**Exercise aim**
Whenever a line below includes the word "JoinHandle", copy that line.

**Task material**
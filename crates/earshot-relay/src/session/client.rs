//! Public handle for a running relay session.

use earshot_common::{ParticipantId, PeerEvent, PositionFeed, RelayError};
use tokio::sync::{mpsc, watch};
use tokio::task::JoinHandle;
use tokio_util::sync::CancellationToken;
use tracing::info;

use super::connection::{session_loop, SessionContext};
use super::types::{SessionConfig, SessionState};

/// Client-side relay session.
///
/// Runs in a background task until [`shutdown`](Self::shutdown) is called or,
/// with reconnection disabled, until the hub connection is lost.
pub struct RelaySession {
    local: ParticipantId,
    state: watch::Receiver<SessionState>,
    shutdown: CancellationToken,
    task: JoinHandle<Result<(), RelayError>>,
}

impl RelaySession {
    /// Connect to `config.hub_url` as `local`.
    ///
    /// Every value published on `positions` is forwarded to the hub; remote
    /// updates and departures are delivered on `events`.
    pub fn start(
        config: SessionConfig,
        local: ParticipantId,
        positions: PositionFeed,
        events: mpsc::Sender<PeerEvent>,
    ) -> Self {
        let (state_tx, state) = watch::channel(SessionState::Connecting);
        let shutdown = CancellationToken::new();

        info!(hub = %config.hub_url, participant = %local, "Starting relay session");

        let ctx = SessionContext {
            config,
            local: local.clone(),
            positions,
            events,
            state: state_tx,
            shutdown: shutdown.clone(),
        };
        let task = tokio::spawn(session_loop(ctx));

        Self {
            local,
            state,
            shutdown,
            task,
        }
    }

    pub fn local(&self) -> &ParticipantId {
        &self.local
    }

    pub fn state(&self) -> SessionState {
        *self.state.borrow()
    }

    /// Subscribe to state transitions.
    pub fn watch_state(&self) -> watch::Receiver<SessionState> {
        self.state.clone()
    }

    /// Wait for the session to end on its own. Returns the error that ended
    /// it when reconnection is disabled.
    pub async fn closed(self) -> Result<(), RelayError> {
        join(self.task).await
    }

    /// Stop the session: drop the position subscription, close the
    /// transport, and wait for the task.
    pub async fn shutdown(self) -> Result<(), RelayError> {
        self.shutdown.cancel();
        join(self.task).await
    }
}

async fn join(task: JoinHandle<Result<(), RelayError>>) -> Result<(), RelayError> {
    match task.await {
        Ok(result) => result,
        Err(e) => Err(RelayError::Transport(format!("session task failed: {e}"))),
    }
}
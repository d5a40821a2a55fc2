use serde::{Deserialize, Serialize};

/// Who the local participant is to the relay.
#[derive(Debug, Clone, Serialize, Deserialize, Default)]
#[serde(default)]
pub struct IdentityConfig {
    /// Provider-assigned id, at most 18 bytes. Empty means "not configured".
    pub participant_id: String,
}
//! Position file watcher.
//!
//! The game mod rewrites a small text file whenever the player moves:
//! `x`, `y`, player index, surface index and player name, one per line.
//! Every change is parsed and published on the [`PositionFeed`].

use std::path::{Path, PathBuf};

use earshot_common::{EarshotError, Position, PositionFeed};
use notify::{Event, EventKind, RecommendedWatcher, RecursiveMode, Watcher};
use tokio::sync::mpsc;
use tokio_util::sync::CancellationToken;
use tracing::{debug, error, info, warn};

/// One parsed snapshot of the position file.
#[derive(Debug, Clone, PartialEq)]
pub struct PositionRecord {
    pub position: Position,
    pub player_index: i32,
    pub player_name: Option<String>,
}

/// Parse the position file contents.
pub fn parse_position_file(content: &str) -> Result<PositionRecord, EarshotError> {
    let mut lines = content.lines().map(str::trim);

    let x: f64 = parse_field(lines.next(), "x")?;
    let y: f64 = parse_field(lines.next(), "y")?;
    let player_index: i32 = parse_field(lines.next(), "player index")?;
    let surface: i32 = parse_field(lines.next(), "surface index")?;
    let player_name = lines
        .next()
        .filter(|name| !name.is_empty())
        .map(str::to_string);

    Ok(PositionRecord {
        position: Position::new(x, y, surface),
        player_index,
        player_name,
    })
}

fn parse_field<T: std::str::FromStr>(line: Option<&str>, name: &str) -> Result<T, EarshotError> {
    let line = line.ok_or_else(|| EarshotError::PositionSource(format!("missing {name}")))?;
    line.parse()
        .map_err(|_| EarshotError::PositionSource(format!("invalid {name}: {line:?}")))
}

/// Watches the position file and publishes every parsed change.
pub struct PositionWatcher {
    path: PathBuf,
}

impl PositionWatcher {
    pub fn new(path: PathBuf) -> Self {
        Self { path }
    }

    pub fn path(&self) -> &Path {
        &self.path
    }

    /// Read and parse the file once. `Ok(None)` when it is missing or does
    /// not hold a complete record yet.
    pub fn read_once(&self) -> Result<Option<PositionRecord>, EarshotError> {
        let content = match std::fs::read_to_string(&self.path) {
            Ok(content) => content,
            Err(e) if e.kind() == std::io::ErrorKind::NotFound => return Ok(None),
            Err(e) => return Err(e.into()),
        };
        match parse_position_file(&content) {
            Ok(record) => Ok(Some(record)),
            Err(e) => {
                debug!(path = %self.path.display(), error = %e, "Position file not parseable yet");
                Ok(None)
            }
        }
    }

    /// Publish the current contents, then every change, until `shutdown`.
    ///
    /// The file and its directory are created when missing so the game has
    /// somewhere to write.
    pub async fn watch(
        &self,
        feed: PositionFeed,
        shutdown: CancellationToken,
    ) -> Result<(), EarshotError> {
        let dir = match self.path.parent() {
            Some(parent) if !parent.as_os_str().is_empty() => parent.to_path_buf(),
            _ => PathBuf::from("."),
        };
        let file_name = self
            .path
            .file_name()
            .map(|n| n.to_os_string())
            .ok_or_else(|| {
                EarshotError::PositionSource(format!("not a file path: {}", self.path.display()))
            })?;

        std::fs::create_dir_all(&dir)?;
        if !self.path.exists() {
            std::fs::write(&self.path, "")?;
        }

        // Bridge the sync notify callback into async.
        let (notify_tx, mut notify_rx) = mpsc::channel::<()>(16);
        let mut watcher = RecommendedWatcher::new(
            move |result: Result<Event, notify::Error>| match result {
                Ok(event) => {
                    if !matches!(event.kind, EventKind::Modify(_) | EventKind::Create(_)) {
                        return;
                    }
                    let ours = event
                        .paths
                        .iter()
                        .any(|p| p.file_name().map(|n| n == file_name).unwrap_or(false));
                    if ours {
                        let _ = notify_tx.try_send(());
                    }
                }
                Err(e) => {
                    error!(error = %e, "Position file watcher error");
                }
            },
            notify::Config::default(),
        )
        .map_err(|e| EarshotError::PositionSource(format!("failed to create watcher: {e}")))?;

        watcher
            .watch(&dir, RecursiveMode::NonRecursive)
            .map_err(|e| {
                EarshotError::PositionSource(format!("failed to watch {}: {e}", dir.display()))
            })?;

        info!(path = %self.path.display(), "Watching position file");
        self.publish_current(&feed);

        loop {
            tokio::select! {
                _ = shutdown.cancelled() => break,
                signal = notify_rx.recv() => {
                    if signal.is_none() {
                        break;
                    }
                    self.publish_current(&feed);
                }
            }
        }

        info!(path = %self.path.display(), "Stopped watching position file");
        Ok(())
    }

    /// Read failures are transient while the game rewrites the file; the
    /// next change is picked up as usual.
    fn publish_current(&self, feed: &PositionFeed) {
        match self.read_once() {
            Ok(Some(record)) => {
                debug!(
                    player = record.player_name.as_deref().unwrap_or("?"),
                    player_index = record.player_index,
                    position = %record.position,
                    "Local position"
                );
                feed.publish(record.position);
            }
            Ok(None) => {}
            Err(e) => {
                warn!(path = %self.path.display(), error = %e, "Failed to read position file");
            }
        }
    }
}

#[cfg(test)]
mod tests {
    use std::time::Duration;

    use tokio::time::timeout;

    use super::*;

    #[test]
    fn parses_complete_record() {
        let record = parse_position_file("12.5\n-3.25\n1\n2\nengineer\n").unwrap();
        assert_eq!(record.position, Position::new(12.5, -3.25, 2));
        assert_eq!(record.player_index, 1);
        assert_eq!(record.player_name.as_deref(), Some("engineer"));
    }

    #[test]
    fn tolerates_crlf_and_missing_name() {
        let record = parse_position_file("1\r\n2\r\n3\r\n4\r\n").unwrap();
        assert_eq!(record.position, Position::new(1.0, 2.0, 4));
        assert_eq!(record.player_name, None);
    }

    #[test]
    fn rejects_partial_writes() {
        assert!(parse_position_file("").is_err());
        assert!(parse_position_file("1.0\n2.0\n").is_err());
        let err = parse_position_file("1.0\nnorth\n1\n1\n").unwrap_err();
        assert!(err.to_string().contains("invalid y"));
    }

    #[test]
    fn read_once_handles_missing_and_garbled_files() {
        let dir = tempfile::tempdir().unwrap();
        let watcher = PositionWatcher::new(dir.path().join("fdpa-comm"));
        assert_eq!(watcher.read_once().unwrap(), None);

        std::fs::write(watcher.path(), "1.0\n").unwrap();
        assert_eq!(watcher.read_once().unwrap(), None);

        std::fs::write(watcher.path(), "1.0\n2.0\n1\n1\nme\n").unwrap();
        assert_eq!(
            watcher.read_once().unwrap().map(|r| r.position),
            Some(Position::new(1.0, 2.0, 1))
        );
    }

    #[tokio::test]
    async fn publishes_existing_contents_on_start() {
        let dir = tempfile::tempdir().unwrap();
        let path = dir.path().join("fdpa-comm");
        std::fs::write(&path, "5\n6\n1\n1\nme\n").unwrap();

        let feed = PositionFeed::default();
        let shutdown = CancellationToken::new();
        let watcher = PositionWatcher::new(path);
        let task = {
            let feed = feed.clone();
            let shutdown = shutdown.clone();
            tokio::spawn(async move { watcher.watch(feed, shutdown).await })
        };

        timeout(Duration::from_secs(5), async {
            while feed.last_known().is_none() {
                tokio::time::sleep(Duration::from_millis(10)).await;
            }
        })
        .await
        .unwrap();
        assert_eq!(feed.last_known(), Some(Position::new(5.0, 6.0, 1)));

        shutdown.cancel();
        timeout(Duration::from_secs(5), task).await.unwrap().unwrap().unwrap();
    }

    #[tokio::test]
    async fn creates_missing_file_and_publishes_changes() {
        let dir = tempfile::tempdir().unwrap();
        let path = dir.path().join("script-output").join("fdpa-comm");

        let feed = PositionFeed::default();
        let mut rx = feed.subscribe();
        let shutdown = CancellationToken::new();
        let watcher = PositionWatcher::new(path.clone());
        let task = {
            let feed = feed.clone();
            let shutdown = shutdown.clone();
            tokio::spawn(async move { watcher.watch(feed, shutdown).await })
        };

        // Keep rewriting until the watcher is registered and reports it.
        let received = timeout(Duration::from_secs(10), async {
            loop {
                if path.exists() {
                    std::fs::write(&path, "7\n8\n1\n3\nme\n").unwrap();
                }
                if let Ok(Some(position)) = timeout(Duration::from_millis(200), rx.recv()).await {
                    return position;
                }
            }
        })
        .await
        .unwrap();
        assert_eq!(received, Position::new(7.0, 8.0, 3));

        shutdown.cancel();
        timeout(Duration::from_secs(5), task).await.unwrap().unwrap().unwrap();
    }

    #[test]
    fn read_once_reports_unreadable_paths() {
        let dir = tempfile::tempdir().unwrap();
        let path = dir.path().join("fdpa-comm");
        std::fs::create_dir(&path).unwrap();
        assert!(PositionWatcher::new(path).read_once().is_err());
    }

    #[tokio::test]
    async fn keeps_watching_after_a_failed_read() {
        let dir = tempfile::tempdir().unwrap();
        let path = dir.path().join("fdpa-comm");
        std::fs::write(&path, "1\n1\n1\n1\nme\n").unwrap();

        let feed = PositionFeed::default();
        let mut rx = feed.subscribe();
        let shutdown = CancellationToken::new();
        let watcher = PositionWatcher::new(path.clone());
        let task = {
            let feed = feed.clone();
            let shutdown = shutdown.clone();
            tokio::spawn(async move { watcher.watch(feed, shutdown).await })
        };
        assert_eq!(
            timeout(Duration::from_secs(5), rx.recv()).await.unwrap(),
            Some(Position::new(1.0, 1.0, 1))
        );

        // A directory in place of the file cannot be read.
        std::fs::remove_file(&path).unwrap();
        std::fs::create_dir(&path).unwrap();
        tokio::time::sleep(Duration::from_millis(300)).await;
        assert!(!task.is_finished());
        std::fs::remove_dir(&path).unwrap();

        let received = timeout(Duration::from_secs(10), async {
            loop {
                std::fs::write(&path, "4\n5\n1\n2\nme\n").unwrap();
                if let Ok(Some(position)) = timeout(Duration::from_millis(200), rx.recv()).await {
                    if position == Position::new(4.0, 5.0, 2) {
                        return position;
                    }
                }
            }
        })
        .await
        .unwrap();
        assert_eq!(received, Position::new(4.0, 5.0, 2));

        shutdown.cancel();
        timeout(Duration::from_secs(5), task).await.unwrap().unwrap().unwrap();
    }
}
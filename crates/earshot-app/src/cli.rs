use std::path::PathBuf;

use clap::{Parser, Subcommand};

/// earshot: proximity voice for shared game sessions.
#[derive(Parser, Debug)]
#[command(name = "earshot", version, about)]
pub struct Args {
    #[command(subcommand)]
    pub command: Option<Command>,

    /// Config file path override.
    #[arg(long, global = true)]
    pub config: Option<PathBuf>,

    /// Voice-chat participant id (at most 18 bytes).
    #[arg(long, global = true)]
    pub participant_id: Option<String>,

    /// Position file written by the game.
    #[arg(long, global = true)]
    pub position_file: Option<PathBuf>,

    /// Log filter override, e.g. `debug` or `earshot_relay=trace`.
    #[arg(long, global = true)]
    pub log_level: Option<String>,

    /// Print the effective config as JSON and exit.
    #[arg(long, global = true)]
    pub print_config: bool,
}

#[derive(Subcommand, Debug, PartialEq, Eq)]
pub enum Command {
    /// Run the relay hub and join it as a participant.
    Host {
        /// Port to listen on (overrides `[hub] port`).
        #[arg(short, long)]
        port: Option<u16>,
    },
    /// Join a hub hosted by another participant.
    Join {
        /// `ws://host:port` or bare `host:port`; defaults to `[session] hub_url`.
        hub: Option<String>,
    },
}

pub fn parse() -> Args {
    Args::parse()
}

#[cfg(test)]
mod tests {
    use super::*;

    #[test]
    fn host_with_port() {
        let args = Args::try_parse_from(["earshot", "host", "--port", "9001"]).unwrap();
        assert_eq!(args.command, Some(Command::Host { port: Some(9001) }));
    }

    #[test]
    fn join_with_bare_address_and_globals() {
        let args = Args::try_parse_from([
            "earshot",
            "join",
            "10.0.0.7:8970",
            "--participant-id",
            "42",
            "--log-level",
            "debug",
        ])
        .unwrap();
        assert_eq!(
            args.command,
            Some(Command::Join {
                hub: Some("10.0.0.7:8970".into())
            })
        );
        assert_eq!(args.participant_id.as_deref(), Some("42"));
        assert_eq!(args.log_level.as_deref(), Some("debug"));
    }

    #[test]
    fn print_config_needs_no_subcommand() {
        let args = Args::try_parse_from(["earshot", "--print-config", "--config", "/tmp/e.toml"]).unwrap();
        assert!(args.print_config);
        assert!(args.command.is_none());
        assert_eq!(args.config, Some(PathBuf::from("/tmp/e.toml")));
    }

    #[test]
    fn rejects_unknown_subcommand() {
        assert!(Args::try_parse_from(["earshot", "serve"]).is_err());
    }
}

**Response below**
use tokio::task::JoinHandle;
    task: JoinHandle<Result<(), RelayError>>,
async fn join(task: JoinHandle<Result<(), RelayError>>) -> Result<(), RelayError> {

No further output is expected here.